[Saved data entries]
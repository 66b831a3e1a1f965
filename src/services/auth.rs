// src/services/auth.rs

use bcrypt::{hash, verify};
use chrono::Utc;
use jsonwebtoken::{DecodingKey, EncodingKey, Header, Validation, decode, encode};

use crate::{
    common::error::AppError,
    db::{EmployeeRepository, HospitalRepository},
    models::{
        auth::{Claims, Principal},
        employee::{Employee, EmployeeRole, EmployeeStatus},
    },
};

// Tempo de vida do token: um plantão
const TOKEN_TTL_SECS: i64 = 60 * 60 * 8;

#[derive(Clone)]
pub struct AuthService {
    employee_repo: EmployeeRepository,
    hospital_repo: HospitalRepository,
    jwt_secret: String,
}

impl AuthService {
    pub fn new(
        employee_repo: EmployeeRepository,
        hospital_repo: HospitalRepository,
        jwt_secret: String,
    ) -> Self {
        Self {
            employee_repo,
            hospital_repo,
            jwt_secret,
        }
    }

    pub async fn register(
        &self,
        name: &str,
        email: &str,
        password: &str,
    ) -> Result<String, AppError> {
        // 1. Hashing fora do executor async (bcrypt é caro de CPU)
        let password_clone = password.to_owned();
        let hashed_password =
            tokio::task::spawn_blocking(move || hash(&password_clone, bcrypt::DEFAULT_COST))
                .await
                .map_err(|e| anyhow::anyhow!("Falha na task de hashing: {}", e))??;

        // 2. Mesma regra de alocação do Identity Resolver: o registro
        // entra no primeiro hospital por ordem de criação.
        let hospital = self
            .hospital_repo
            .first_hospital()
            .await?
            .ok_or(AppError::NoTenantAvailable)?;

        let employee = self
            .employee_repo
            .create_employee(name, email, &hashed_password, EmployeeRole::Employee, hospital.id)
            .await?;

        tracing::info!("🆕 Funcionário registrado: {}", employee.email);

        self.create_token(&employee)
    }

    pub async fn login(&self, email: &str, password: &str) -> Result<String, AppError> {
        let employee = self
            .employee_repo
            .find_by_email(email)
            .await?
            .ok_or(AppError::InvalidCredentials)?;

        // Status faz parte do ciclo de vida: desligado não entra
        if employee.status != EmployeeStatus::Active {
            return Err(AppError::Forbidden(
                "Cadastro inativo. Procure a administração.".to_string(),
            ));
        }

        let password_clone = password.to_owned();
        let password_hash_clone = employee.password_hash.clone();
        let valid =
            tokio::task::spawn_blocking(move || verify(&password_clone, &password_hash_clone))
                .await
                .map_err(|e| anyhow::anyhow!("Falha na task de verificação: {}", e))??;

        if !valid {
            return Err(AppError::InvalidCredentials);
        }

        self.create_token(&employee)
    }

    // Valida o token e devolve o principal (entrada do Identity Resolver)
    pub fn validate_token(&self, token: &str) -> Result<Principal, AppError> {
        let decoded = decode::<Claims>(
            token,
            &DecodingKey::from_secret(self.jwt_secret.as_bytes()),
            &Validation::default(),
        )
        .map_err(|_| AppError::InvalidToken)?;

        Ok(Principal {
            id: decoded.claims.sub,
            email: decoded.claims.email,
        })
    }

    fn create_token(&self, employee: &Employee) -> Result<String, AppError> {
        let now = Utc::now().timestamp();
        let claims = Claims {
            sub: employee.id,
            email: employee.email.clone(),
            iat: now as usize,
            exp: (now + TOKEN_TTL_SECS) as usize,
        };

        encode(
            &Header::default(),
            &claims,
            &EncodingKey::from_secret(self.jwt_secret.as_bytes()),
        )
        .map_err(AppError::JwtError)
    }
}
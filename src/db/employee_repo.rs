// src/db/employee_repo.rs

use sqlx::PgPool;
use uuid::Uuid;

use crate::{
    common::error::AppError,
    models::employee::{Employee, EmployeeRole, EmployeeStatus},
};

// O repositório de funcionários, responsável por todas as interações
// com a tabela 'employees'
#[derive(Clone)]
pub struct EmployeeRepository {
    pool: PgPool,
}

impl EmployeeRepository {
    pub fn new(pool: PgPool) -> Self {
        Self { pool }
    }

    // Busca um funcionário pelo seu e-mail
    pub async fn find_by_email(&self, email: &str) -> Result<Option<Employee>, AppError> {
        sqlx::query_as::<_, Employee>("SELECT * FROM employees WHERE email = $1")
            .bind(email)
            .fetch_optional(&self.pool)
            .await
            .map_err(AppError::DatabaseError)
    }

    // Busca um funcionário pelo seu ID
    pub async fn find_by_id(&self, id: Uuid) -> Result<Option<Employee>, AppError> {
        sqlx::query_as::<_, Employee>("SELECT * FROM employees WHERE id = $1")
            .bind(id)
            .fetch_optional(&self.pool)
            .await
            .map_err(AppError::DatabaseError)
    }

    // Cria um novo funcionário no banco de dados
    pub async fn create_employee(
        &self,
        name: &str,
        email: &str,
        password_hash: &str,
        role: EmployeeRole,
        hospital_id: Uuid,
    ) -> Result<Employee, AppError> {
        sqlx::query_as::<_, Employee>(
            r#"
            INSERT INTO employees (name, email, password_hash, role, hospital_id)
            VALUES ($1, $2, $3, $4, $5)
            RETURNING *
            "#,
        )
        .bind(name)
        .bind(email)
        .bind(password_hash)
        .bind(role)
        .bind(hospital_id)
        .fetch_one(&self.pool)
        .await
        .map_err(map_insert_error)
    }

    // Lista os funcionários de um hospital (escopo de tenancy)
    pub async fn list_by_hospital(&self, hospital_id: Uuid) -> Result<Vec<Employee>, AppError> {
        sqlx::query_as::<_, Employee>(
            "SELECT * FROM employees WHERE hospital_id = $1 ORDER BY name",
        )
        .bind(hospital_id)
        .fetch_all(&self.pool)
        .await
        .map_err(AppError::DatabaseError)
    }

    // Funcionários ativos de um departamento: alimenta a expansão
    // automática das salas do tipo 'department'
    pub async fn list_active_by_department(
        &self,
        department_id: Uuid,
    ) -> Result<Vec<Employee>, AppError> {
        sqlx::query_as::<_, Employee>(
            "SELECT * FROM employees WHERE department_id = $1 AND status = 'active' ORDER BY name",
        )
        .bind(department_id)
        .fetch_all(&self.pool)
        .await
        .map_err(AppError::DatabaseError)
    }

    // Atualização administrativa. Funcionário nunca é apagado:
    // o ciclo de vida é só transição de status.
    pub async fn update_admin_fields(
        &self,
        id: Uuid,
        role: Option<EmployeeRole>,
        status: Option<EmployeeStatus>,
        department_id: Option<Uuid>,
        position: Option<&str>,
    ) -> Result<Option<Employee>, AppError> {
        sqlx::query_as::<_, Employee>(
            r#"
            UPDATE employees SET
                role          = COALESCE($2, role),
                status        = COALESCE($3, status),
                department_id = COALESCE($4, department_id),
                position      = COALESCE($5, position),
                updated_at    = now()
            WHERE id = $1
            RETURNING *
            "#,
        )
        .bind(id)
        .bind(role)
        .bind(status)
        .bind(department_id)
        .bind(position)
        .fetch_optional(&self.pool)
        .await
        .map_err(AppError::DatabaseError)
    }
}

// Converte erro de violação de chave única em um erro mais amigável.
// É a âncora da idempotência do provisionamento: duas resoluções
// concorrentes do mesmo e-mail nunca criam duas linhas — a perdedora
// recebe EmailAlreadyExists e relê a vencedora.
fn map_insert_error(e: sqlx::Error) -> AppError {
    if let Some(db_err) = e.as_database_error() {
        if db_err.is_unique_violation() {
            return AppError::EmailAlreadyExists;
        }
    }
    AppError::DatabaseError(e)
}

#[cfg(test)]
mod tests {
    use super::*;
    use sqlx::error::ErrorKind;

    // Erro de banco sintético, só com o 'kind' que o mapeamento lê
    #[derive(Debug)]
    struct StubDbError {
        unique: bool,
    }

    impl std::fmt::Display for StubDbError {
        fn fmt(&self, f: &mut std::fmt::Formatter<'_>) -> std::fmt::Result {
            write!(f, "erro sintético")
        }
    }

    impl std::error::Error for StubDbError {}

    impl sqlx::error::DatabaseError for StubDbError {
        fn message(&self) -> &str {
            "erro sintético"
        }

        fn kind(&self) -> ErrorKind {
            if self.unique {
                ErrorKind::UniqueViolation
            } else {
                ErrorKind::Other
            }
        }

        fn as_error(&self) -> &(dyn std::error::Error + Send + Sync + 'static) {
            self
        }

        fn as_error_mut(&mut self) -> &mut (dyn std::error::Error + Send + Sync + 'static) {
            self
        }

        fn into_error(self: Box<Self>) -> Box<dyn std::error::Error + Send + Sync + 'static> {
            self
        }
    }

    #[test]
    fn unique_violation_becomes_email_already_exists() {
        let err = sqlx::Error::Database(Box::new(StubDbError { unique: true }));
        assert!(matches!(map_insert_error(err), AppError::EmailAlreadyExists));
    }

    #[test]
    fn other_database_errors_pass_through() {
        let err = sqlx::Error::Database(Box::new(StubDbError { unique: false }));
        assert!(matches!(map_insert_error(err), AppError::DatabaseError(_)));
    }
}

> **Your objective**:
Only lines with the word "Validation" count here; copy every one from the records.

> **Completed exercise**:
use jsonwebtoken::{DecodingKey, EncodingKey, Header, Validation, decode, encode};
            &Validation::default(),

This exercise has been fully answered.